Systemic Lupus Erythematosus (SLE), also known as Lupus, is a chronic disease that causes generalized inflammation in the body, commonly affecting the skin, joints, and internal organs (i.e. kidney, heart, lungs, brain). This inflammatory response occurs because SLE is an autoimmune disease, which means that the body’s immune system (the one that normally fights infections) targets healthy tissue instead.
Lupus occurs predominantly in women, specifically those of child-bearing age (15-44 years old); although, it can sometimes start in childhood. Moreover, the cause of this disease is not completely understood. It is likely that SLE results from a combination of a specific genetic makeup and environmental exposures (i.e. infections).
SLE can be difficult to diagnose because its signs and symptoms are often unspecific and will depend on which body systems are affected by the condition. Furthermore, the manifestations of lupus can be permanent or temporary, they can progress slowly or have an acute onset, or they can be mild or severe. In general, most patients with SLE suffer from a mild form of the disease along with intermittent episodes (flares) of worsening signs and symptoms. While there is no definite cure for this disease, available treatments can aid in the management of symptoms. If you would like to know more about SLE, here are 10 Lupus Signs and Symptoms in Women.

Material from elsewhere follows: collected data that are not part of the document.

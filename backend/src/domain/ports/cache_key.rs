//! Cache keys and TTLs shared by weather cache adapters.
use std::time::Duration;

use crate::domain::City;

/// Disjoint key spaces held in the weather cache.
#[derive(Debug, Clone, Copy, PartialEq, Eq, Hash)]
pub enum CacheNamespace {
    /// Current conditions for a city.
    Weather,
    /// Multi-day forecast for a city.
    Forecast,
}

impl CacheNamespace {
    fn prefix(self) -> &'static str {
        match self {
            Self::Weather => "weather",
            Self::Forecast => "forecast",
        }
    }
}

/// Key under which a serialised snapshot is stored.
///
/// Rendered as `<namespace>_<city>` with the city string untouched, so keys are
/// case-sensitive.
///
/// # Examples
/// ```
/// use weather_gateway::domain::City;
/// use weather_gateway::domain::ports::WeatherCacheKey;
///
/// let city = City::new("Paris").expect("valid city");
/// assert_eq!(WeatherCacheKey::current(&city).as_str(), "weather_Paris");
/// assert_eq!(WeatherCacheKey::forecast(&city).as_str(), "forecast_Paris");
/// ```
#[derive(Debug, Clone, PartialEq, Eq, Hash)]
pub struct WeatherCacheKey {
    namespace: CacheNamespace,
    rendered: String,
}

impl WeatherCacheKey {
    pub fn new(namespace: CacheNamespace, city: &City) -> Self {
        Self {
            namespace,
            rendered: format!("{}_{}", namespace.prefix(), city.as_str()),
        }
    }

    /// Key for the current-weather entry of `city`.
    pub fn current(city: &City) -> Self {
        Self::new(CacheNamespace::Weather, city)
    }

    /// Key for the forecast entry of `city`.
    pub fn forecast(city: &City) -> Self {
        Self::new(CacheNamespace::Forecast, city)
    }

    pub fn namespace(&self) -> CacheNamespace {
        self.namespace
    }

    pub fn as_str(&self) -> &str {
        self.rendered.as_str()
    }
}

impl std::fmt::Display for WeatherCacheKey {
    fn fmt(&self, f: &mut std::fmt::Formatter<'_>) -> std::fmt::Result {
        f.write_str(self.as_str())
    }
}

impl AsRef<str> for WeatherCacheKey {
    fn as_ref(&self) -> &str {
        self.as_str()
    }
}

/// Time-to-live for a cache entry, expressed in whole minutes.
#[derive(Debug, Clone, Copy, PartialEq, Eq, PartialOrd, Ord, Hash)]
pub struct CacheTtl {
    minutes: u64,
}

impl CacheTtl {
    pub const fn from_minutes(minutes: u64) -> Self {
        Self { minutes }
    }

    pub const fn minutes(self) -> u64 {
        self.minutes
    }

    /// Milliseconds, the unit most key-value backends expect.
    pub const fn as_millis(self) -> u64 {
        self.minutes.saturating_mul(60_000)
    }

    pub const fn as_duration(self) -> Duration {
        Duration::from_secs(self.minutes.saturating_mul(60))
    }
}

Fatigue is a medical term that can be defined as a pathologic sensation of constant tiredness that is very profound. Additionally, this extreme tiredness generally does not improve with rest. It is a symptom of a variety of medical conditions, including Systemic Lupus Erythematosus.
Fatigue can affect up to 80% of patients with this condition1C. M. Tench, I. McCurdie, P. D. White, D. P. D’Cruz, The prevalence and associations of fatigue in systemic lupus erythematosus, Rheumatology, Volume 39, Issue 11, November 2000, Pages 1249–1254, https://doi.org/10.1093/rheumatology/39.11.1249. Unfortunately, in most cases the cause of this symptom is unknown. Possible factors that can contribute to fatigue in lupus include disease activity (i.e. anemia, lung, and heart disease), poor sleep quality, associated mood disorders (anxiety and/or depression), and medications. Moreover, lupus can present with associated infections, which can also be responsible for this symptom. Finally, the treatment of fatigue in SLE is difficult. However, if you are experiencing this symptom, it is important to work with your doctor to pinpoint the cause.